_Dataset entries_:
--------------------
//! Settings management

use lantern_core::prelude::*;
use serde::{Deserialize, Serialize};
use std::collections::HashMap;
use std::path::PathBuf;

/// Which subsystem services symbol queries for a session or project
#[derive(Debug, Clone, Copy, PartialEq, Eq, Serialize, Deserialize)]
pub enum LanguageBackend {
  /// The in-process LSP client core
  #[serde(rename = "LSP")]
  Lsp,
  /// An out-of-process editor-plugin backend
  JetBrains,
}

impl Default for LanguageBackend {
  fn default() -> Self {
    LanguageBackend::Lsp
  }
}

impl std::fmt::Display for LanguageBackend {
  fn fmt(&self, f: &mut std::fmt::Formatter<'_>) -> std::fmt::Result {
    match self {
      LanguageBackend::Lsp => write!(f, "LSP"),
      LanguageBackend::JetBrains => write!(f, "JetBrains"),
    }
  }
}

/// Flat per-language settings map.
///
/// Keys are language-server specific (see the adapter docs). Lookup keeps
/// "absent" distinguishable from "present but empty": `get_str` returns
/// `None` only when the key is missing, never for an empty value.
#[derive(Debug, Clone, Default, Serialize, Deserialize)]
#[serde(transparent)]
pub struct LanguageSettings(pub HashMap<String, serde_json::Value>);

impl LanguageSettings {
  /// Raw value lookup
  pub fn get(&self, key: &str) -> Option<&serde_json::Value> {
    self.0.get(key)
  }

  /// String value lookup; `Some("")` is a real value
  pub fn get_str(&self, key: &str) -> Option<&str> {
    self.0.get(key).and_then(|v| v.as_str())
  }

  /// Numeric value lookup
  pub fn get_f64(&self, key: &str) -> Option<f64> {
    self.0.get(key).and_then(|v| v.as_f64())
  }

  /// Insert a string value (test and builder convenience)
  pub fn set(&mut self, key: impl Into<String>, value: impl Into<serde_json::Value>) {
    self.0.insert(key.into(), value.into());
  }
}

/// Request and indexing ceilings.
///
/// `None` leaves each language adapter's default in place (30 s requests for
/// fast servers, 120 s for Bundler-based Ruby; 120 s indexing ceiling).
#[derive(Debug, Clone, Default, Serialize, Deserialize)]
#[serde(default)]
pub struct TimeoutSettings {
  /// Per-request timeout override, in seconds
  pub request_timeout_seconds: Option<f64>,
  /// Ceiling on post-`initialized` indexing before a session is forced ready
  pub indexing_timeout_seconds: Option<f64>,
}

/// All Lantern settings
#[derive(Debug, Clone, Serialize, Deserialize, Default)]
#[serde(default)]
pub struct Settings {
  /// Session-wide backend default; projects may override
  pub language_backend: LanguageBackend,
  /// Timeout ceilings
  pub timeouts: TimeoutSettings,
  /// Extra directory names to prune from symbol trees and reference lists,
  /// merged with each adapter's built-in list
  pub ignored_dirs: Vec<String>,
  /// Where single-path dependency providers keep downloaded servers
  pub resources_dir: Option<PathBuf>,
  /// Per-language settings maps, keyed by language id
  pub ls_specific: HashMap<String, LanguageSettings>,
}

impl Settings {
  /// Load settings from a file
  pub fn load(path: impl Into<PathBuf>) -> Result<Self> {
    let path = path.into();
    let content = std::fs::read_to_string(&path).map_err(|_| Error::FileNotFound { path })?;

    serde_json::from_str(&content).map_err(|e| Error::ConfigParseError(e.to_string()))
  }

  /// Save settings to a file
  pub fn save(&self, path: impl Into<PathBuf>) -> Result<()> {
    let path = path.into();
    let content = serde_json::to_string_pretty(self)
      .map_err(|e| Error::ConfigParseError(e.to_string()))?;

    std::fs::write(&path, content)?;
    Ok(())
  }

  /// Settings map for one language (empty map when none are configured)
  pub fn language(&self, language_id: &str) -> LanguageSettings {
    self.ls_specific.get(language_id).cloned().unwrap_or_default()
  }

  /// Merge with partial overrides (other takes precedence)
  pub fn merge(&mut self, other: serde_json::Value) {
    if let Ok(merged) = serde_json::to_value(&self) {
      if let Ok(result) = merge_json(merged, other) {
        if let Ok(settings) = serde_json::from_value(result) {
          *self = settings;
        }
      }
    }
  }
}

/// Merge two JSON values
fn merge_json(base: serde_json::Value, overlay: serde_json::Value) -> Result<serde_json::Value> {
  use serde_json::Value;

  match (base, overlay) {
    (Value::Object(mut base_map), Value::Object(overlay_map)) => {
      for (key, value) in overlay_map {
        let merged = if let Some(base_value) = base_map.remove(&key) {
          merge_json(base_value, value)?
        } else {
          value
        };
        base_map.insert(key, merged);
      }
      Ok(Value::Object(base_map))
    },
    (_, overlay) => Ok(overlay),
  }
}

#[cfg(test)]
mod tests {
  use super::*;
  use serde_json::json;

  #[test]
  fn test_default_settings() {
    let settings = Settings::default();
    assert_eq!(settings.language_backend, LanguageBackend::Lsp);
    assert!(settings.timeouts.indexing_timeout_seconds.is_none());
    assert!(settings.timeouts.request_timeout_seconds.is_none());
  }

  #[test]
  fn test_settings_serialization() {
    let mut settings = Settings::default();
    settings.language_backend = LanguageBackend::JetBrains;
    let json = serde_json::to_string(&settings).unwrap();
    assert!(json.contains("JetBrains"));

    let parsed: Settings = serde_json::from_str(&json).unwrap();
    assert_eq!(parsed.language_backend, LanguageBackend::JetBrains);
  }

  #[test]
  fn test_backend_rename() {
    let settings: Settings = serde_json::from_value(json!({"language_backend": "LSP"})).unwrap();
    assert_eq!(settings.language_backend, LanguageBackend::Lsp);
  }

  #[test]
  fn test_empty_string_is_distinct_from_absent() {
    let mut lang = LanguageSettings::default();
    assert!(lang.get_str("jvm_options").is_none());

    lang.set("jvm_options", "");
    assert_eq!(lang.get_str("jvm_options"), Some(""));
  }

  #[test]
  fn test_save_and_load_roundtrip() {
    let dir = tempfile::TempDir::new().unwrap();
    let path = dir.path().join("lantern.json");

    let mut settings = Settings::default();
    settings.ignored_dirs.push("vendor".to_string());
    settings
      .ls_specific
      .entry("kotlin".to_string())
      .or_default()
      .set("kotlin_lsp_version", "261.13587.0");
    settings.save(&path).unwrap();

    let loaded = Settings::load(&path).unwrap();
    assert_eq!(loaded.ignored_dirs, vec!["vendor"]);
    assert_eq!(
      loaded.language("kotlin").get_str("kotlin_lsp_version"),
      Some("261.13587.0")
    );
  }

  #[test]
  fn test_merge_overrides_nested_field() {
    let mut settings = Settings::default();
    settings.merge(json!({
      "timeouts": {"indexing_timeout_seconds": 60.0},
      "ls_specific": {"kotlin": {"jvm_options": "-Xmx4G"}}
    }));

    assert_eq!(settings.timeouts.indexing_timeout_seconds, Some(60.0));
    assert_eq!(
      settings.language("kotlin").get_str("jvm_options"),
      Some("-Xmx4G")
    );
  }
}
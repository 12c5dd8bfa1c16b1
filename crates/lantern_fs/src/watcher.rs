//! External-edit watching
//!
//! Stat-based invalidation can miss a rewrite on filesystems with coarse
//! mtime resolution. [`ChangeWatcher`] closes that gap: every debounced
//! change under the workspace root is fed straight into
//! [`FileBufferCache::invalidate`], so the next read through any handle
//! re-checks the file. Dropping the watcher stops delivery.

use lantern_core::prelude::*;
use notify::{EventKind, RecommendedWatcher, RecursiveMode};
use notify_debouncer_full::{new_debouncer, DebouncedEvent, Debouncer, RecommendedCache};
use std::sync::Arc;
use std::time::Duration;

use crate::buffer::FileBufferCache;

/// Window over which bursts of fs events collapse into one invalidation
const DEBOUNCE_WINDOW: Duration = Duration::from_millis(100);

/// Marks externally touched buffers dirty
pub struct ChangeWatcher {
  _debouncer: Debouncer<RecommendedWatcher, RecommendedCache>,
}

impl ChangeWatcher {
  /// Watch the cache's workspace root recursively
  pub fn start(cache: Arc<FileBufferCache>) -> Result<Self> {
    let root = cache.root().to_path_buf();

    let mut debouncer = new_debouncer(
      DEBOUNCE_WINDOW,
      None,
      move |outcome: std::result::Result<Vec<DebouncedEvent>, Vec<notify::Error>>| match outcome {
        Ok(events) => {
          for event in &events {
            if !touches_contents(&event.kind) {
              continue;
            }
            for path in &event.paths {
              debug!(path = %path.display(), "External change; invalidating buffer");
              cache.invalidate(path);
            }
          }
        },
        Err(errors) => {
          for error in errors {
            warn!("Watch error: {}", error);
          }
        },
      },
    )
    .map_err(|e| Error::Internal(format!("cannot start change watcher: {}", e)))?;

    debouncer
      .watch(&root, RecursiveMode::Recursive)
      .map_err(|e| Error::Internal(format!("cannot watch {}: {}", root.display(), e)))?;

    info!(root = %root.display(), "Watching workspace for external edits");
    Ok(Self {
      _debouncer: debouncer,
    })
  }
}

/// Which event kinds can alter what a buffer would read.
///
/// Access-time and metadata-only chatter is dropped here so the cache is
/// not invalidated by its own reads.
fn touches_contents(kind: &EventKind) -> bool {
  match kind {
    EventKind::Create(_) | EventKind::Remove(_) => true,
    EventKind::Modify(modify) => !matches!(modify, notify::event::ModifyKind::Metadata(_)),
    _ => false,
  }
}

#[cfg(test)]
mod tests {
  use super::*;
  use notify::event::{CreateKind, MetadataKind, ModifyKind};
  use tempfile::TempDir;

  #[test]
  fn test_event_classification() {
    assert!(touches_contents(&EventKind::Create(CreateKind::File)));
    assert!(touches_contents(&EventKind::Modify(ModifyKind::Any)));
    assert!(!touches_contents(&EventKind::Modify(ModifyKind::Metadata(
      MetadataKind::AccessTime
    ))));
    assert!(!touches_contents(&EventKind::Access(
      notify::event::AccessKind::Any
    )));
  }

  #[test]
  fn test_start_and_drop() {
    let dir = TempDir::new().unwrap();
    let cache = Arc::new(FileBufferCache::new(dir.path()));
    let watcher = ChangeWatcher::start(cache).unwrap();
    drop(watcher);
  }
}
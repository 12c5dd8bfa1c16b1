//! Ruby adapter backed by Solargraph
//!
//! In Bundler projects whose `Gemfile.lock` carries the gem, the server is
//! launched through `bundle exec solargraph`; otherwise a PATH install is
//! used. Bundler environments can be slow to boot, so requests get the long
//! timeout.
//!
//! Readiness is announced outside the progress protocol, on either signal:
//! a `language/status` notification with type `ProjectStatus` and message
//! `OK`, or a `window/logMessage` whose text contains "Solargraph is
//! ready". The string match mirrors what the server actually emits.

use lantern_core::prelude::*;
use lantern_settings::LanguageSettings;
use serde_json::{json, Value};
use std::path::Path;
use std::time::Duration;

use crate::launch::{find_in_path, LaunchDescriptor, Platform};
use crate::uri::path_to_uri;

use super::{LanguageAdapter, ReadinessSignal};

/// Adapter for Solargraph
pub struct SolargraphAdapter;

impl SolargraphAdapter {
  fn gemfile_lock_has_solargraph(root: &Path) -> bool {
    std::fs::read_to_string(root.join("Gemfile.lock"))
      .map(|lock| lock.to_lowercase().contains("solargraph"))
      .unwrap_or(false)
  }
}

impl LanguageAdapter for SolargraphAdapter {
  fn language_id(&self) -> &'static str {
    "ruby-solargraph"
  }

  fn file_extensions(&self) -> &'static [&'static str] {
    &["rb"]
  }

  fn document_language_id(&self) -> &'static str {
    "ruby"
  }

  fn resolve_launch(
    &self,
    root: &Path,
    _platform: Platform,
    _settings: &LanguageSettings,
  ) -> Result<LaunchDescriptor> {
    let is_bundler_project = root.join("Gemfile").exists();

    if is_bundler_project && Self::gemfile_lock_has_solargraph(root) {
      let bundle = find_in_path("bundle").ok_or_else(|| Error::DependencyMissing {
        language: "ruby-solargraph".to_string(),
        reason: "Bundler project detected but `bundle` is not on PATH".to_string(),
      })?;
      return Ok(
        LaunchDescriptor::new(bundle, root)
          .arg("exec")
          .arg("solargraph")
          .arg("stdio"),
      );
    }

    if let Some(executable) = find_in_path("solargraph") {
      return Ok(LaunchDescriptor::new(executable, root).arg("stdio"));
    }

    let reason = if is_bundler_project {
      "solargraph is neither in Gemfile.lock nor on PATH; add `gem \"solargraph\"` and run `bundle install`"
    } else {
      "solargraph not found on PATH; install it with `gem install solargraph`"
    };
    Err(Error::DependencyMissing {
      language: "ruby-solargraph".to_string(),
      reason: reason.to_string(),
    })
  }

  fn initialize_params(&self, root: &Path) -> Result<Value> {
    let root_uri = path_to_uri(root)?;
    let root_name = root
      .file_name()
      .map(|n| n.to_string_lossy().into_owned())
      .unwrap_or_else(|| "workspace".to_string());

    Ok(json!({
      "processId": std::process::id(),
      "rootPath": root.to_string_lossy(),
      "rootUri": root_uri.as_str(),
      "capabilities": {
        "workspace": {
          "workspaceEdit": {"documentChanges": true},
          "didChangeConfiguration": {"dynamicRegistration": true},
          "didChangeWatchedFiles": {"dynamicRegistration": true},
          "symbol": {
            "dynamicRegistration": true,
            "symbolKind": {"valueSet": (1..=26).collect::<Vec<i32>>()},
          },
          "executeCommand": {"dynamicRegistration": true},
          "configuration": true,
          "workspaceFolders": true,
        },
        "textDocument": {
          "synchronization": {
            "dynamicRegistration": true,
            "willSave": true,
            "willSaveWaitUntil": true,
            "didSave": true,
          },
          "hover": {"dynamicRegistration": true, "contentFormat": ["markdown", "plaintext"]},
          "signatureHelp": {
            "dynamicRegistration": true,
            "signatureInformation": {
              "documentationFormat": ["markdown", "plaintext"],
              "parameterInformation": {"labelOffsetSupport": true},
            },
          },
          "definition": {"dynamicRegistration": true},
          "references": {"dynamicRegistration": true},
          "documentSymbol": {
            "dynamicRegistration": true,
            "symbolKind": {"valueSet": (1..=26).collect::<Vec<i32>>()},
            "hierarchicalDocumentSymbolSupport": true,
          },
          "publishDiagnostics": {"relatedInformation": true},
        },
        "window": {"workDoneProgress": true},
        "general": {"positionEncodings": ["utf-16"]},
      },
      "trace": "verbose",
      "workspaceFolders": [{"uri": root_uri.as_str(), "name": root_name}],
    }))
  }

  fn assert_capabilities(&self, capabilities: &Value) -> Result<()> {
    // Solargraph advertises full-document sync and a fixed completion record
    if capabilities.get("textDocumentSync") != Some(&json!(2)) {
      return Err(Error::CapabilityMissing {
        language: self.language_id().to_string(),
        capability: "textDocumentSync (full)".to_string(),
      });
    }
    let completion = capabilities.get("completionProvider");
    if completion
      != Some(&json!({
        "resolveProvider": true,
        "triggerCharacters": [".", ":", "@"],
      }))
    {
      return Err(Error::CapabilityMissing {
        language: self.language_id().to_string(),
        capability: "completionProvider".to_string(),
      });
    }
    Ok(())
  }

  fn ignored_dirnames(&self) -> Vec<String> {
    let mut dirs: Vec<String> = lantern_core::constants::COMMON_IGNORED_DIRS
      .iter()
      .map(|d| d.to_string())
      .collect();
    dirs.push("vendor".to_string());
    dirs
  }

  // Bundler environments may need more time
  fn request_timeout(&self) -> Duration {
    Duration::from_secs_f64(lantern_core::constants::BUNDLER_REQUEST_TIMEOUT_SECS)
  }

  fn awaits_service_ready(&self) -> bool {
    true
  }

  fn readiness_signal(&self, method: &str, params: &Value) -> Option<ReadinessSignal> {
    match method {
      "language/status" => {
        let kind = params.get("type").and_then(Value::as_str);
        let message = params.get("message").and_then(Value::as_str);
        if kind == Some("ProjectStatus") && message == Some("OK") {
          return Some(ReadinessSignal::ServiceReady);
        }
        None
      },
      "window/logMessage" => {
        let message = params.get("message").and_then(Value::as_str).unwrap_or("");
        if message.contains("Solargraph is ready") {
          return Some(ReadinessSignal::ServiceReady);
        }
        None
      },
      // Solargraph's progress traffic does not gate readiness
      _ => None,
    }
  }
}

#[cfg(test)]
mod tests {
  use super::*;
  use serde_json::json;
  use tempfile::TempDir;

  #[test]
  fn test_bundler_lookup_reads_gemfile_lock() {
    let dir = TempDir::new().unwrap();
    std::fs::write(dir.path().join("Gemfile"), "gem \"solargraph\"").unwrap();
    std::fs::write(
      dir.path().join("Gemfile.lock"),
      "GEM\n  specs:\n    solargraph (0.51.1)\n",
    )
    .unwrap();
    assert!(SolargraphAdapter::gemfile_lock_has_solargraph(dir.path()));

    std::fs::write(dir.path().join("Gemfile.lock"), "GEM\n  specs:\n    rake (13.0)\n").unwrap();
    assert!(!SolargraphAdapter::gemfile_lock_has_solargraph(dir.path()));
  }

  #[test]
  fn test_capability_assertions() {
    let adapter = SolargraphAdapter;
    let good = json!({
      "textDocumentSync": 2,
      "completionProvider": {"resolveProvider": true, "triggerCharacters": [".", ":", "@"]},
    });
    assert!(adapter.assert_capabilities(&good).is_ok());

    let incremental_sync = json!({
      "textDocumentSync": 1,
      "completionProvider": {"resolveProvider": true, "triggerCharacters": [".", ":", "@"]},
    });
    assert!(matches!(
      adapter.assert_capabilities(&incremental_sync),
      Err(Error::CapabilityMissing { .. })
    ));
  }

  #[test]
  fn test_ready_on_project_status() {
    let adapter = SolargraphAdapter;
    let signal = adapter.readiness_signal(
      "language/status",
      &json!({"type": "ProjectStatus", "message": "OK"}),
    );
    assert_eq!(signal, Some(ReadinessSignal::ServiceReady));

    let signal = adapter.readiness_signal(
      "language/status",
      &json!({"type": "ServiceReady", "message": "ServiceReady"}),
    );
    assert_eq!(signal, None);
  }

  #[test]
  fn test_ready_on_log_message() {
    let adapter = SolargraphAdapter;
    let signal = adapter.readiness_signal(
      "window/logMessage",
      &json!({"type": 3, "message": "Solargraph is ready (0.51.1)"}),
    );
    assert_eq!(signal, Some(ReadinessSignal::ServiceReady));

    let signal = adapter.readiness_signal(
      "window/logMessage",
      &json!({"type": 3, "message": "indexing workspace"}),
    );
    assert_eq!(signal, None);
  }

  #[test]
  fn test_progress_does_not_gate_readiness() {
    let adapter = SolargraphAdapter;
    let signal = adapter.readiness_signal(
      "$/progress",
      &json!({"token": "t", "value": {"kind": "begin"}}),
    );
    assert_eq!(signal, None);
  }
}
--------------------
_Task description_: Look through the entries above and quote exactly the lines from the line with "adapter's built-in list" to the line with "by language id", counting both of those lines.

_Written answer_:
  /// merged with each adapter's built-in list
  pub ignored_dirs: Vec<String>,
  /// Where single-path dependency providers keep downloaded servers
  pub resources_dir: Option<PathBuf>,
  /// Per-language settings maps, keyed by language id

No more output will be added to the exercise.